President Abraham Lincoln is one of the most honorable men ever to have served in office. Of course, he’s known for the Emancipation Proclamation and many other lasting decisions, but many may not know of his animal rights leanings—even back in the 1800s.
Young Lincoln’s affinity for animals was likely sparked by a pig who became his constant companion. The boy was just 6 years old when his family acquired a piglet, and the two quickly became best friends. They played together, roamed the woods, enjoyed games of hide-and-seek, and simply delighted in each other’s company.
As he recounted in his own words in Ferdinand C. Iglehart’s anthology The Speaking Oak, Lincoln’s “heart got as heavy as lead” when he overheard his father say he planned to kill the now full-size hog. The young boy slipped out and took the pig to the forest in a desperate attempt to hide him. But he said that he knew “all hope was gone” when he discovered that his angry father had found the pig, returned him to the pen, and slaughtered him.

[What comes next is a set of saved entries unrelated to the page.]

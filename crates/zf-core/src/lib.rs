//! zf-core: stable foundation for zoneflow.
//!
//! Contains:
//! - units (uom SI time types + constructors)
//! - numeric (Real + tolerances + float and percent helpers)
//! - ids (compact zone identifiers)
//! - error (shared error types)

pub mod error;
pub mod ids;
pub mod numeric;
pub mod units;

pub use error::{CoreError, CoreResult};
pub use ids::*;
pub use numeric::*;
pub use units::*;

“I saw the hog, dressed, hanging from a pole … and I began to blubber. I could not stand it, and went back into the woods again, where I found some nuts that stayed my appetite till night, when I returned home. They never could get me to take a bit of the meat … it made me sad and sick to even look at it.”
Fast-forward many years. In 1861, King Mongkut of Thailand (then called “Siam”) thought he was being generous when he offered President Abraham Lincoln a pair of elephants who would lead a life of servitude thousands of miles away from their natural homeland.

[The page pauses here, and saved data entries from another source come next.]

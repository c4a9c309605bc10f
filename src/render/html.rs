//! HTML serialisation of a render tree.
//!
//! Ruby becomes `<ruby>` with `<rp>` fallbacks, highlights become a
//! `<span class="highlight">` carrying the set id, and lemma or unknown kinds
//! are transparent.

use super::RenderNode;
use crate::text::AnnotationData;

/// Serialise `nodes` as an HTML fragment
#[must_use]
pub fn to_html(nodes: &[RenderNode<'_>]) -> String {
    let mut out = String::new();
    write_nodes(nodes, &mut out);
    out
}

fn write_nodes(nodes: &[RenderNode<'_>], out: &mut String) {
    for node in nodes {
        match node {
            RenderNode::Char { ch, .. } => push_escaped_char(*ch, out),
            RenderNode::Break { .. } => out.push_str("<br/>"),
            RenderNode::Wrap {
                annotation,
                children,
                ..
            } => match &annotation.data {
                AnnotationData::Ruby(gloss) => {
                    out.push_str("<ruby>");
                    write_nodes(children, out);
                    out.push_str("<rp>(</rp><rt>");
                    out.push_str(&escape(gloss));
                    out.push_str("</rt><rp>)</rp></ruby>");
                }
                AnnotationData::Highlight(mark) => {
                    out.push_str("<span class=\"highlight\" data-set=\"");
                    out.push_str(&escape(&mark.set_id));
                    out.push_str("\">");
                    write_nodes(children, out);
                    out.push_str("</span>");
                }
                AnnotationData::Lemma(_) | AnnotationData::Custom { .. } => {
                    write_nodes(children, out);
                }
            },
        }
    }
}

fn push_escaped_char(ch: char, out: &mut String) {
    match ch {
        '&' => out.push_str("&amp;"),
        '<' => out.push_str("&lt;"),
        '>' => out.push_str("&gt;"),
        '"' => out.push_str("&quot;"),
        '\'' => out.push_str("&#39;"),
        other => out.push(other),
    }
}

/// Escape text for use in HTML content or a quoted attribute
#[must_use]
pub fn escape(text: &str) -> String {
    let mut out = String::with_capacity(text.len());
    for ch in text.chars() {
        push_escaped_char(ch, &mut out);
    }
    out
}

Ever the diplomat, Lincoln politely declined the king’s offer, stating that the U.S. used steam engines and would have no use for enslaved elephants. “[S]team on land, as well as on water, has been our best and most efficient agent of transportation in internal commerce,” he wrote in his 1862 letter to King Mongkut. Not letting it go at that, the keenly intelligent Lincoln also knew that the climate in the U.S. was unsuitable for elephants, who thrive in a tropical habitat. In an early example of “blaming the weather,” Lincoln told the king that the country “does not reach a latitude so low as to favor the multiplication of the elephant.”

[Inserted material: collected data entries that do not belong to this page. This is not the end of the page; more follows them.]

//! Property tests: every query is checked against a brute-force oracle.

use chrono::{TimeZone, Utc};
use proptest::prelude::*;

use glosstrack::render::{fragments, render, render_plain, RenderNode};
use glosstrack::{
    AnnoError, AnnotatedText, AnnotationData, AnnotationKind, ChunkSet, HighlightMark,
    TimeRangeChunk,
};

const ALPHABET: &[char] = &['a', 'b', ' ', '\n', '漢', '字', 'か', 'ナ', '😀'];

fn text_strategy() -> impl Strategy<Value = String> {
    prop::collection::vec(prop::sample::select(ALPHABET), 0..24)
        .prop_map(|chars| chars.into_iter().collect())
}

fn data_for(kind: u8, n: usize) -> AnnotationData {
    match kind % 4 {
        0 => AnnotationData::Ruby(format!("r{n}")),
        1 => AnnotationData::Lemma(format!("l{n}")),
        2 => {
            let at = Utc
                .timestamp_millis_opt(1_700_000_000_000 + n as i64)
                .single()
                .expect("valid timestamp");
            AnnotationData::Highlight(HighlightMark::new(format!("set{}", n % 2), at))
        }
        _ => AnnotationData::Custom {
            kind: "note".into(),
            value: serde_json::json!({ "n": n }),
        },
    }
}

/// Text plus annotations whose ranges are scaled into the text
fn annotated_strategy() -> impl Strategy<Value = AnnotatedText> {
    (
        text_strategy(),
        prop::collection::vec((0usize..100, 0usize..100, any::<u8>()), 0..8),
    )
        .prop_map(|(raw, specs)| {
            let mut text = AnnotatedText::new(raw.as_str());
            let len = text.len();
            for (n, (x, y, kind)) in specs.into_iter().enumerate() {
                let (a, b) = (x % (len + 1), y % (len + 1));
                text = text
                    .add_annotation(a.min(b), a.max(b), data_for(kind, n))
                    .unwrap();
            }
            text
        })
}

/// Random chunks; about a third start exactly where the previous one ends
fn chunk_set_strategy() -> impl Strategy<Value = ChunkSet> {
    prop::collection::vec((0u32..60_000, 0u32..8_000, any::<u8>()), 0..16).prop_map(|specs| {
        let mut previous_end_ms = None;
        let chunks = specs
            .into_iter()
            .enumerate()
            .map(|(n, (begin_ms, len_ms, snap))| {
                let begin_ms = match previous_end_ms {
                    Some(end) if snap % 3 == 0 => end,
                    _ => begin_ms,
                };
                let end_ms = begin_ms + len_ms;
                previous_end_ms = Some(end_ms);
                TimeRangeChunk::new(
                    f64::from(begin_ms) / 1000.0,
                    f64::from(end_ms) / 1000.0,
                    AnnotatedText::new(format!("line {n}")),
                )
                .unwrap()
            })
            .collect();
        ChunkSet::new(chunks).unwrap()
    })
}

fn check_nesting(nodes: &[RenderNode<'_>], lo: usize, hi: usize) {
    for node in nodes {
        match node {
            RenderNode::Char { index, .. } | RenderNode::Break { index } => {
                assert!(lo <= *index && *index < hi);
            }
            RenderNode::Wrap {
                annotation,
                cp_begin,
                cp_end,
                children,
            } => {
                assert!(lo <= *cp_begin && *cp_end <= hi && cp_begin < cp_end);
                assert!(annotation.cp_begin <= *cp_begin && *cp_end <= annotation.cp_end);
                check_nesting(children, *cp_begin, *cp_end);
            }
        }
    }
}

proptest! {
    #[test]
    fn add_succeeds_exactly_for_valid_ranges(raw in text_strategy(), begin in 0usize..30, end in 0usize..30) {
        let text = AnnotatedText::new(raw.as_str());
        let result = text.add_annotation(begin, end, AnnotationData::Ruby("x".into()));
        if begin <= end && end <= text.len() {
            let next = result.unwrap();
            prop_assert_eq!(next.annotations().len(), 1);
            prop_assert!(text.annotations().is_empty());
        } else {
            let is_out_of_range = matches!(result, Err(AnnoError::OutOfRange { .. }));
            prop_assert!(is_out_of_range);
        }
    }

    #[test]
    fn range_query_matches_brute_force(text in annotated_strategy(), x in 0usize..30, y in 0usize..30) {
        let (begin, end) = (x.min(y), x.max(y));
        let mut got: Vec<_> = text.get_in_range(begin, end).iter().map(|a| a.id).collect();
        let mut want: Vec<_> = text
            .annotations()
            .iter()
            .filter(|a| a.cp_begin < end && a.cp_end > begin)
            .map(|a| a.id)
            .collect();
        got.sort();
        want.sort();
        prop_assert_eq!(got, want);

        let hits = text.get_in_range(begin, end);
        prop_assert!(hits.windows(2).all(|w| (w[0].cp_begin, w[0].cp_end) <= (w[1].cp_begin, w[1].cp_end)));
    }

    #[test]
    fn clearing_removes_only_that_kind(text in annotated_strategy(), x in 0usize..30, y in 0usize..30) {
        let (begin, end) = (x.min(y), x.max(y));
        let cleared = text.clear_kind_in_range(begin, end, &AnnotationKind::Ruby);

        prop_assert!(cleared.get_kind_in_range(&AnnotationKind::Ruby, begin, end).is_empty());
        let non_ruby = |t: &AnnotatedText| {
            t.annotations().iter().filter(|a| a.kind() != AnnotationKind::Ruby).count()
        };
        prop_assert_eq!(non_ruby(&cleared), non_ruby(&text));
        prop_assert_eq!(cleared.text(), text.text());
    }

    #[test]
    fn portable_round_trip(text in annotated_strategy()) {
        let json = serde_json::to_string(&text.to_portable().unwrap()).unwrap();
        let back = AnnotatedText::from_portable(serde_json::from_str(&json).unwrap()).unwrap();
        prop_assert_eq!(back, text);
    }

    #[test]
    fn render_is_complete_and_well_nested(text in annotated_strategy()) {
        let nodes = render(&text);
        prop_assert_eq!(render_plain(&nodes), text.text().to_string());
        check_nesting(&nodes, 0, text.len());

        let frags = fragments(&nodes);
        for annotation in text.annotations() {
            if annotation.cp_begin == annotation.cp_end {
                prop_assert!(!frags.contains_key(&annotation.id));
                continue;
            }
            let pieces = &frags[&annotation.id];
            prop_assert_eq!(pieces.first().map(|p| p.0), Some(annotation.cp_begin));
            prop_assert_eq!(pieces.last().map(|p| p.1), Some(annotation.cp_end));
            prop_assert!(pieces.windows(2).all(|w| w[0].1 == w[1].0));
        }
    }

    #[test]
    fn time_lookup_matches_brute_force(set in chunk_set_strategy(), t_ms in 0u32..70_000, pick in any::<prop::sample::Index>()) {
        // Half the cases land exactly on a chunk boundary
        let boundaries: Vec<f64> = set.iter().flat_map(|c| [c.range().begin, c.range().end]).collect();
        let t = if t_ms % 2 == 0 && !boundaries.is_empty() {
            boundaries[pick.index(boundaries.len())]
        } else {
            f64::from(t_ms) / 1000.0
        };
        let got: Vec<_> = set.get_chunks_at_time(t).iter().map(|c| c.uid()).collect();
        let want: Vec<_> = set.iter().filter(|c| c.range().contains(t)).map(|c| c.uid()).collect();
        prop_assert_eq!(&got, &want);
        prop_assert_eq!(set.get_last_chunk_at_time(t).map(|c| c.uid()), want.last().copied());
    }

    #[test]
    fn range_lookup_matches_brute_force(set in chunk_set_strategy(), x in 0u32..70_000, y in 0u32..70_000) {
        let (begin, end) = (f64::from(x.min(y)) / 1000.0, f64::from(x.max(y)) / 1000.0);
        let got: Vec<_> = set.get_chunks_in_range(begin, end).iter().map(|c| c.uid()).collect();
        let want: Vec<_> = set
            .iter()
            .filter(|c| c.range().intersects(begin, end))
            .map(|c| c.uid())
            .collect();
        prop_assert_eq!(got, want);
    }

    #[test]
    fn text_edit_keeps_lookups(set in chunk_set_strategy(), t_ms in 0u32..70_000) {
        let t = f64::from(t_ms) / 1000.0;
        let Some(first) = set.iter().next() else { return Ok(()); };
        let edited = set
            .set_chunk_anno_text(first.uid(), AnnotatedText::new("edited"))
            .unwrap();

        let ids = |s: &ChunkSet| s.get_chunks_at_time(t).iter().map(|c| c.uid()).collect::<Vec<_>>();
        prop_assert_eq!(ids(&edited), ids(&set));
        prop_assert_eq!(edited.get(first.uid()).unwrap().anno_text().text().to_string(), "edited");
        prop_assert_eq!(set.get(first.uid()).unwrap().anno_text(), first.anno_text());
    }
}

Regrettably, many others with far fewer scruples had no such reservations. Just a few years after Lincoln put the kibosh on elephants as gifts, Ringling Bros. and Barnum & Bailey Circus launched its mercenary business using elephants and other animals—a deadly tradition that would last nearly 150 years before the circus finally went dark in 2017. Many other circuses also took to exploiting animals and, like Ringling, most have rightfully been relegated to the history books.
Even 150 years ago, Lincoln recognized that animals are individuals with wants and needs entirely independent of humans. In acts both large and small, he made a difference. Shouldn’t we all strive to be a little more like Lincoln?